Exercise objective: Copy exactly the lines from the first line of the records below through the line containing "use tsz_bundler::ast::build::*;", including both, and nothing else.

Stored entries:
↓

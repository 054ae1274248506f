//! End-to-end bundling tests
//!
//! These run whole builds through the public API:
//! - Resolving and concatenating modules
//! - Linking errors and their rendering
//! - Tree shaking across packages
//! - Format restrictions
//! - Writing results to disk
//!
//! Sections:
//! - Concatenation
//! - Linking
//! - Tree shaking
//! - Formats
//! - Build results

mod common;

use common::{ROOT, TestProject};
use std::sync::Arc;
use tsz_bundler::ast::build::*;
use tsz_bundler::ast::{BinaryOp, Expr, Stmt};
use tsz_bundler::diagnostics::codes;
use tsz_bundler::reporter::Reporter;
use tsz_bundler::Format;

fn log(value: Expr) -> Stmt {
    expr_stmt(method_call(ident("console"), "log", vec![value]))
}

// =============================================================================
// Concatenation
// =============================================================================

#[test]
fn test_two_module_bundle() {
    let project = TestProject::new(&["src/index.js"])
        .module(
            "src/index.js",
            vec![
                import_named("./lib", &[("fn", "fn")]),
                log(call(ident("fn"), vec![])),
            ],
        )
        .module(
            "src/lib.js",
            vec![export_decl(function_decl("fn", &[], vec![ret(num(123.0))]))],
        );
    assert_eq!(
        project.output("index.js"),
        "// src/lib.js\nfunction fn() {\n  return 123;\n}\n\n// src/index.js\nconsole.log(fn());\n"
    );
}

#[test]
fn test_reexport_chain_reads_the_original_binding() {
    let project = TestProject::new(&["src/index.js"])
        .module(
            "src/index.js",
            vec![import_named("./mid", &[("a", "a")]), log(ident("a"))],
        )
        .module("src/mid.js", vec![export_from("./leaf", &[("a", "a")])])
        .module("src/leaf.js", vec![export_const("a", num(1.0))]);
    let text = project.output("index.js");
    assert!(text.contains("const a = 1;"), "{}", text);
    assert!(text.ends_with("console.log(a);\n"), "{}", text);
    assert!(!text.contains("export"), "{}", text);
}

#[test]
fn test_package_entry_from_node_modules() {
    let project = TestProject::new(&["src/index.js"])
        .module(
            "src/index.js",
            vec![import_named("pkg", &[("answer", "answer")]), log(ident("answer"))],
        )
        .file(
            "node_modules/pkg/package.json",
            r#"{ "name": "pkg", "main": "./lib/main.js" }"#,
        )
        .module(
            "node_modules/pkg/lib/main.js",
            vec![export_const("answer", num(42.0))],
        );
    let text = project.output("index.js");
    assert!(text.contains("// node_modules/pkg/lib/main.js\nconst answer = 42;\n"), "{}", text);
}

#[test]
fn test_builds_are_deterministic() {
    let project = TestProject::new(&["src/index.js"])
        .module(
            "src/index.js",
            vec![
                import_star("./a", "a"),
                import_named("./b", &[("b", "b")]),
                log(array(vec![ident("a"), ident("b")])),
            ],
        )
        .module("src/a.js", vec![export_const("x", num(1.0)), export_const("b", num(2.0))])
        .module("src/b.js", vec![export_const("b", num(3.0))]);
    let first = project.output("index.js");
    for _ in 0..4 {
        assert_eq!(project.output("index.js"), first);
    }
}

// =============================================================================
// Linking
// =============================================================================

fn ambiguous(index: Vec<Stmt>) -> TestProject {
    TestProject::new(&["src/index.js"])
        .module("src/index.js", index)
        .module(
            "src/lib.js",
            vec![export_all("./a"), export_all("./b"), export_const("z", num(0.0))],
        )
        .module("src/a.js", vec![export_const("y", num(1.0))])
        .module("src/b.js", vec![export_const("y", num(2.0))])
}

#[test]
fn test_ambiguous_import_fails_the_build() {
    let project = ambiguous(vec![
        import_named("./lib", &[("y", "y")]),
        expr_stmt(call(ident("use"), vec![ident("y")])),
    ]);
    let failure = project.bundle().unwrap_err();
    assert!(failure.has_code(codes::AMBIGUOUS_IMPORT));

    let mut reporter = Reporter::new(false, Arc::new(project.fs.clone()), ROOT);
    let rendered = reporter.render(&failure.errors);
    assert!(rendered.contains("src/index.js"), "{}", rendered);
    assert!(rendered.contains("error B2002"), "{}", rendered);
    assert_eq!(reporter.summary(&failure.errors), "1 error, 0 warnings");
}

#[test]
fn test_ambiguous_namespace_member_is_undefined() {
    let project = ambiguous(vec![
        import_star("./lib", "ns"),
        expr_stmt(call(ident("use"), vec![member(ident("ns"), "y")])),
    ]);
    let result = project.bundle().unwrap();
    assert!(
        result
            .warnings
            .iter()
            .any(|warning| warning.code == codes::UNDEFINED_NAMESPACE_MEMBER)
    );
    let text = result.output_text("index.js").unwrap();
    assert!(text.contains("use(void 0);"), "{}", text);
}

#[test]
fn test_missing_export_is_reported() {
    let failure = TestProject::new(&["src/index.js"])
        .module(
            "src/index.js",
            vec![import_named("./lib", &[("nope", "nope")]), log(ident("nope"))],
        )
        .module("src/lib.js", vec![export_const("yes", num(1.0))])
        .bundle()
        .unwrap_err();
    assert!(failure.has_code(codes::NO_MATCHING_EXPORT));
}

// =============================================================================
// Tree shaking
// =============================================================================

#[test]
fn test_side_effect_free_package_drops_unused_statements() {
    let project = TestProject::new(&["src/index.js"])
        .module(
            "src/index.js",
            vec![import_named("lib", &[("foo", "foo")]), log(ident("foo"))],
        )
        .file(
            "node_modules/lib/package.json",
            r#"{ "name": "lib", "sideEffects": false }"#,
        )
        .module(
            "node_modules/lib/index.js",
            vec![log(str_lit("hello")), export_const("foo", num(1.0))],
        );
    let text = project.output("index.js");
    assert!(!text.contains("\"hello\""), "{}", text);
    assert!(text.contains("const foo = 1;"), "{}", text);
    assert!(text.ends_with("console.log(foo);\n"), "{}", text);
}

#[test]
fn test_side_effect_globs_keep_matching_files() {
    let project = TestProject::new(&["src/index.js"])
        .module(
            "src/index.js",
            vec![import_bare("lib/setup.js"), import_bare("lib/quiet.js")],
        )
        .file(
            "node_modules/lib/package.json",
            r#"{ "name": "lib", "sideEffects": ["setup.js"] }"#,
        )
        .module("node_modules/lib/setup.js", vec![log(str_lit("setup"))])
        .module("node_modules/lib/quiet.js", vec![log(str_lit("quiet"))]);
    let text = project.output("index.js");
    assert!(text.contains("console.log(\"setup\");"), "{}", text);
    assert!(!text.contains("\"quiet\""), "{}", text);
}

#[test]
fn test_unused_exports_are_not_emitted() {
    let project = TestProject::new(&["src/index.js"])
        .module(
            "src/index.js",
            vec![import_named("./lib", &[("used", "used")]), log(ident("used"))],
        )
        .module(
            "src/lib.js",
            vec![export_const("used", num(1.0)), export_const("unused", num(2.0))],
        );
    let text = project.output("index.js");
    assert!(text.contains("const used = 1;"), "{}", text);
    assert!(!text.contains("unused"), "{}", text);
}

#[test]
fn test_optimized_barrel_skips_unimported_files() {
    let project = TestProject::new(&["src/index.js"])
        .module(
            "src/index.js",
            vec![
                import_named("eq", &[("A", "A"), ("B", "B")]),
                log(binary(BinaryOp::Add, ident("A"), ident("B"))),
            ],
        )
        .file("node_modules/eq/package.json", r#"{ "name": "eq", "main": "./index.js" }"#)
        .module(
            "node_modules/eq/index.js",
            vec![
                export_from("./a.js", &[("A", "A")]),
                export_from("./b.js", &[("B", "B")]),
                export_from("./c.js", &[("C", "C")]),
            ],
        )
        .module("node_modules/eq/a.js", vec![export_const("A", str_lit("aaa"))])
        .module("node_modules/eq/b.js", vec![export_const("B", str_lit("bbb"))])
        .file("node_modules/eq/c.js", "export const C = <<<;")
        .configure(|options| options.optimize_imports = vec!["eq".to_string()]);
    let text = project.output("index.js");
    assert!(text.contains("const A = \"aaa\";"), "{}", text);
    assert!(text.contains("const B = \"bbb\";"), "{}", text);
    assert!(text.ends_with("console.log(A + B);\n"), "{}", text);
}

// =============================================================================
// Formats
// =============================================================================

fn awaiting() -> TestProject {
    TestProject::new(&["src/index.js"])
        .module("src/index.js", vec![expr_stmt(await_expr(ident("ready")))])
}

#[test]
fn test_top_level_await_needs_esm() {
    let failure = awaiting()
        .configure(|options| options.format = Format::Iife)
        .bundle()
        .unwrap_err();
    assert!(failure.has_code(codes::TOP_LEVEL_AWAIT_FORMAT));

    let text = awaiting().output("index.js");
    assert!(text.contains("await ready;"), "{}", text);
}

#[test]
fn test_commonjs_output_of_esm_entry() {
    let text = TestProject::new(&["src/index.js"])
        .module("src/index.js", vec![export_const("answer", num(42.0))])
        .configure(|options| options.format = Format::Cjs)
        .output("index.js");
    assert!(text.contains("__export(src_exports, {"), "{}", text);
    assert!(text.ends_with("module.exports = __toCommonJS(src_exports);\n"), "{}", text);
}

#[test]
fn test_splitting_outside_esm_is_rejected() {
    let failure = awaiting()
        .configure(|options| {
            options.format = Format::Cjs;
            options.splitting = true;
        })
        .bundle()
        .unwrap_err();
    assert!(failure.has_code(codes::SPLITTING_REQUIRES_ESM));
}

// =============================================================================
// Build results
// =============================================================================

#[test]
fn test_write_and_metafile() {
    let project = TestProject::new(&["src/index.js"])
        .module(
            "src/index.js",
            vec![import_named("./lib", &[("a", "a")]), log(ident("a"))],
        )
        .module("src/lib.js", vec![export_const("a", num(1.0))])
        .configure(|options| options.metafile = true);
    let result = project.bundle().unwrap();

    let dir = tempfile::tempdir().unwrap();
    let written = result.write_to(dir.path()).unwrap();
    assert_eq!(written.len(), 1);
    let on_disk = std::fs::read_to_string(&written[0]).unwrap();
    assert_eq!(Some(on_disk.as_str()), result.output_text("index.js"));

    let json = result.metafile.as_ref().unwrap().to_json().unwrap();
    let value: serde_json::Value = serde_json::from_str(&json).unwrap();
    assert_eq!(value["inputs"]["src/index.js"]["outputs"][0], "out/index.js");
    assert_eq!(value["outputs"]["out/index.js"]["entryPoint"], "src/index.js");
}

#[test]
fn test_missing_entry_point() {
    let failure = TestProject::new(&["src/missing.js"]).bundle().unwrap_err();
    assert_eq!(failure.errors.len(), 1);
    assert!(failure.has_code(codes::CANNOT_RESOLVE));
}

↑

Solution below:
repository 054ae1274248506f
//! End-to-end bundling tests
//!
//! These run whole builds through the public API:
//! - Resolving and concatenating modules
//! - Linking errors and their rendering
//! - Tree shaking across packages
//! - Format restrictions
//! - Writing results to disk
//!
//! Sections:
//! - Concatenation
//! - Linking
//! - Tree shaking
//! - Formats
//! - Build results

mod common;

use common::{ROOT, TestProject};
use std::sync::Arc;
use tsz_bundler::ast::build::*;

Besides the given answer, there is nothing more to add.